Si beaucoup d’entre nous sont devenus avec le temps familiers de la Movida, peu savent qu’au début et au mitan des années 1990 la scène indépendante espagnole a connu une effervescence assez folle, où le bruit, les mélodies, les structures indie, la techno intelligente et la mélancolie fricotaient avec candeur et insouciance… Un joli projet de livre de photos a pour ambition de rappeler tout cela.
Madrid, le printemps ou l’automne 1997. La date reste en suspens, le lieu, lui, est évident.

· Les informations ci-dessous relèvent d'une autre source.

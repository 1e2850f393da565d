//! Per-model configuration resolution
//!
//! Users configure reasoning options globally and per model. Per-model
//! entries are keyed by the *client-facing* name ("gpt-5-codex-high"), not
//! the canonical backend id, because several client names can normalize to
//! the same backend model while needing different settings.
//!
//! Resolution merges per-model options over global options field by field,
//! fills defaults, and then clamps the result against a static capability
//! table. Clamping never rejects: an unsupported effort is replaced by the
//! nearest supported lower level.

use serde::Serialize;
use serde_json::Value;
use std::collections::{BTreeSet, HashMap};

use super::compaction::CompactionSettings;
use super::input_filter::FilterSettings;
use super::model::{normalize_model, CanonicalModel};

/// Response field always requested so reasoning survives `store=false`
pub const ENCRYPTED_REASONING_INCLUDE: &str = "reasoning.encrypted_content";

// ============================================================================
// Option Enums
// ============================================================================

/// Reasoning effort, ordered from cheapest to most thorough
#[derive(Debug, Clone, Copy, PartialEq, Eq, PartialOrd, Ord, Hash, Serialize)]
#[serde(rename_all = "lowercase")]
pub enum ReasoningEffort {
    None,
    Minimal,
    Low,
    Medium,
    High,
    #[serde(rename = "xhigh")]
    XHigh,
}

impl ReasoningEffort {
    pub fn parse(s: &str) -> Option<Self> {
        match s.trim().to_lowercase().as_str() {
            "none" => Some(Self::None),
            "minimal" => Some(Self::Minimal),
            "low" => Some(Self::Low),
            "medium" => Some(Self::Medium),
            "high" => Some(Self::High),
            "xhigh" | "x-high" | "extra-high" => Some(Self::XHigh),
            _ => None,
        }
    }

    pub fn as_str(&self) -> &'static str {
        match self {
            Self::None => "none",
            Self::Minimal => "minimal",
            Self::Low => "low",
            Self::Medium => "medium",
            Self::High => "high",
            Self::XHigh => "xhigh",
        }
    }
}

/// Reasoning summary style
#[derive(Debug, Clone, Copy, PartialEq, Eq, Serialize)]
#[serde(rename_all = "lowercase")]
pub enum ReasoningSummary {
    Auto,
    Concise,
    Detailed,
}

impl ReasoningSummary {
    pub fn parse(s: &str) -> Option<Self> {
        match s.trim().to_lowercase().as_str() {
            "auto" => Some(Self::Auto),
            "concise" => Some(Self::Concise),
            "detailed" => Some(Self::Detailed),
            _ => None,
        }
    }

    pub fn as_str(&self) -> &'static str {
        match self {
            Self::Auto => "auto",
            Self::Concise => "concise",
            Self::Detailed => "detailed",
        }
    }
}

/// Output verbosity
#[derive(Debug, Clone, Copy, PartialEq, Eq, Serialize)]
#[serde(rename_all = "lowercase")]
pub enum TextVerbosity {
    Low,
    Medium,
    High,
}

impl TextVerbosity {
    pub fn parse(s: &str) -> Option<Self> {
        match s.trim().to_lowercase().as_str() {
            "low" => Some(Self::Low),
            "medium" => Some(Self::Medium),
            "high" => Some(Self::High),
            _ => None,
        }
    }

    pub fn as_str(&self) -> &'static str {
        match self {
            Self::Low => "low",
            Self::Medium => "medium",
            Self::High => "high",
        }
    }
}

// ============================================================================
// User Options
// ============================================================================

/// One layer of user options (global or per-model); every field optional
#[derive(Debug, Clone, Default, PartialEq)]
pub struct ModelOptions {
    pub reasoning_effort: Option<ReasoningEffort>,
    pub reasoning_summary: Option<ReasoningSummary>,
    pub text_verbosity: Option<TextVerbosity>,
    pub include: Option<Vec<String>>,
}

impl ModelOptions {
    /// Parse options leniently
    ///
    /// Accepts both `snake_case` and `camelCase` keys. Invalid values are
    /// dropped field by field; a non-object yields empty options.
    pub fn from_value(value: &Value) -> Self {
        let Some(obj) = value.as_object() else {
            return Self::default();
        };
        let field = |snake: &str, camel: &str| obj.get(snake).or_else(|| obj.get(camel));

        Self {
            reasoning_effort: field("reasoning_effort", "reasoningEffort")
                .and_then(Value::as_str)
                .and_then(ReasoningEffort::parse),
            reasoning_summary: field("reasoning_summary", "reasoningSummary")
                .and_then(Value::as_str)
                .and_then(ReasoningSummary::parse),
            text_verbosity: field("text_verbosity", "textVerbosity")
                .and_then(Value::as_str)
                .and_then(TextVerbosity::parse),
            include: obj.get("include").and_then(Value::as_array).map(|arr| {
                arr.iter()
                    .filter_map(Value::as_str)
                    .map(String::from)
                    .collect()
            }),
        }
    }

    /// Field-by-field overlay: `self` wins where set
    pub fn over(&self, base: &ModelOptions) -> ModelOptions {
        ModelOptions {
            reasoning_effort: self.reasoning_effort.or(base.reasoning_effort),
            reasoning_summary: self.reasoning_summary.or(base.reasoning_summary),
            text_verbosity: self.text_verbosity.or(base.text_verbosity),
            include: self.include.clone().or_else(|| base.include.clone()),
        }
    }
}

/// Merged user configuration handed to the request pipeline
#[derive(Debug, Clone, Default)]
pub struct UserConfig {
    /// Canonical model used when the client's name is unrecognized
    pub default_model: CanonicalModel,
    /// Options applied to every model
    pub global: ModelOptions,
    /// Options keyed by the client-facing model name
    pub models: HashMap<String, ModelOptions>,
    /// Compaction triggers and budgets
    pub compaction: CompactionSettings,
    /// Input filtering knobs
    pub filter: FilterSettings,
}

impl UserConfig {
    /// Build from a loosely-typed JSON object
    ///
    /// Shape:
    /// ```json
    /// {
    ///   "default_model": "gpt-5.1",
    ///   "global": { "reasoningEffort": "high" },
    ///   "models": { "gpt-5-codex-low": { "options": { "reasoningEffort": "low" } } }
    /// }
    /// ```
    /// Per-model entries may also be flat option objects. Anything missing,
    /// `null`, or malformed degrades to the empty default.
    pub fn from_value(value: &Value) -> Self {
        let mut config = Self::default();
        let Some(obj) = value.as_object() else {
            return config;
        };

        let default_name = obj
            .get("default_model")
            .or_else(|| obj.get("defaultModel"))
            .or_else(|| obj.get("default"))
            .and_then(Value::as_str);
        if default_name.is_some() {
            config.default_model = normalize_model(default_name, CanonicalModel::default());
        }

        if let Some(global) = obj.get("global") {
            config.global = ModelOptions::from_value(global);
        }

        let models = obj
            .get("models")
            .or_else(|| obj.get("overrides"))
            .and_then(Value::as_object);
        if let Some(models) = models {
            for (name, entry) in models {
                let options = entry.get("options").unwrap_or(entry);
                config
                    .models
                    .insert(name.clone(), ModelOptions::from_value(options));
            }
        }

        config
    }
}

// ============================================================================
// Capability Table
// ============================================================================

/// What a canonical model accepts
#[derive(Debug, Clone, Copy)]
pub struct ModelCapabilities {
    /// Supported efforts, ascending
    pub efforts: &'static [ReasoningEffort],
    /// Supported verbosity values
    pub verbosity: &'static [TextVerbosity],
}

const ALL_VERBOSITY: &[TextVerbosity] =
    &[TextVerbosity::Low, TextVerbosity::Medium, TextVerbosity::High];
const MEDIUM_ONLY: &[TextVerbosity] = &[TextVerbosity::Medium];

/// Static capability table
pub fn capabilities(model: CanonicalModel) -> ModelCapabilities {
    use ReasoningEffort::*;
    match model {
        CanonicalModel::Gpt5 => ModelCapabilities {
            efforts: &[Minimal, Low, Medium, High],
            verbosity: ALL_VERBOSITY,
        },
        CanonicalModel::Gpt51 => ModelCapabilities {
            efforts: &[None, Low, Medium, High],
            verbosity: ALL_VERBOSITY,
        },
        CanonicalModel::Gpt5Codex | CanonicalModel::Gpt51Codex => ModelCapabilities {
            efforts: &[Low, Medium, High],
            verbosity: MEDIUM_ONLY,
        },
        CanonicalModel::CodexMini | CanonicalModel::Gpt51CodexMini => ModelCapabilities {
            efforts: &[Medium, High],
            verbosity: MEDIUM_ONLY,
        },
        CanonicalModel::Gpt51CodexMax => ModelCapabilities {
            efforts: &[Low, Medium, High, XHigh],
            verbosity: MEDIUM_ONLY,
        },
    }
}

/// Replace an unsupported effort with the nearest supported lower level
///
/// When nothing lower is supported the model's lowest level is used.
pub fn clamp_effort(requested: ReasoningEffort, model: CanonicalModel) -> ReasoningEffort {
    let supported = capabilities(model).efforts;
    if supported.contains(&requested) {
        return requested;
    }
    supported
        .iter()
        .copied()
        .filter(|e| *e < requested)
        .max()
        .or_else(|| supported.iter().copied().min())
        .unwrap_or(requested)
}

/// Collapse an unsupported verbosity onto the model's supported value
pub fn clamp_verbosity(requested: TextVerbosity, model: CanonicalModel) -> TextVerbosity {
    let supported = capabilities(model).verbosity;
    if supported.contains(&requested) {
        requested
    } else {
        supported.first().copied().unwrap_or(requested)
    }
}

// ============================================================================
// Resolution
// ============================================================================

/// Resolved per-request configuration
#[derive(Debug, Clone, PartialEq)]
pub struct ModelConfig {
    pub reasoning_effort: ReasoningEffort,
    pub reasoning_summary: ReasoningSummary,
    pub text_verbosity: TextVerbosity,
    pub include: BTreeSet<String>,
}

/// Merge global and per-model options, fill defaults, clamp per model
///
/// `original` is the client-facing name before normalization; per-model
/// options are looked up by it first and by the canonical id second.
pub fn resolve_model_config(
    model: CanonicalModel,
    original: Option<&str>,
    user: &UserConfig,
) -> ModelConfig {
    let per_model = original
        .and_then(|name| user.models.get(name))
        .or_else(|| user.models.get(model.as_str()));

    let merged = match per_model {
        Some(options) => options.over(&user.global),
        None => user.global.clone(),
    };

    let effort = merged.reasoning_effort.unwrap_or(ReasoningEffort::Medium);
    let verbosity = merged.text_verbosity.unwrap_or(TextVerbosity::Medium);

    let mut include: BTreeSet<String> = merged.include.unwrap_or_default().into_iter().collect();
    include.insert(ENCRYPTED_REASONING_INCLUDE.to_string());

    ModelConfig {
        reasoning_effort: clamp_effort(effort, model),
        reasoning_summary: merged.reasoning_summary.unwrap_or(ReasoningSummary::Auto),
        text_verbosity: clamp_verbosity(verbosity, model),
        include,
    }
}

Posée sur la table du salon de l’appartement qu’occupe en plein cœur de Malasaña, Ana D – une femme si grande qu’on n’aurait pas assez de plusieurs vies pour raconter la sienne –, se trouve cette pochette Kodak pour ranger des photos d’un autre temps. Elle est vide mais il y est inscrit un slogan publicitaire qui a frappé notre imaginaire : Por poner color a tus recuerdos (Pour mettre de la couleur dans vos souvenirs)… Elle a d’ailleurs à ce point frappé notre imaginaire que cette phrase se retrouvera dans les remerciements de ce qui deviendra le dernier album de Spring – son titre The Last Goodbye n’avait pas été choisi au hasard. C’était d’ailleurs pour l’enregistrer que le groupe était dans la capitale espagnole – cela étant, le groupe passait beaucoup de temps dans la capitale espagnole depuis deux ans car il avait signé sur un label du coin, Elefant Records, dirigé par un couple de passionnés, répondant aux prénoms de Luis et Montse. Et ça tombait bien : de mon côté, j’accompagnais souvent le groupe…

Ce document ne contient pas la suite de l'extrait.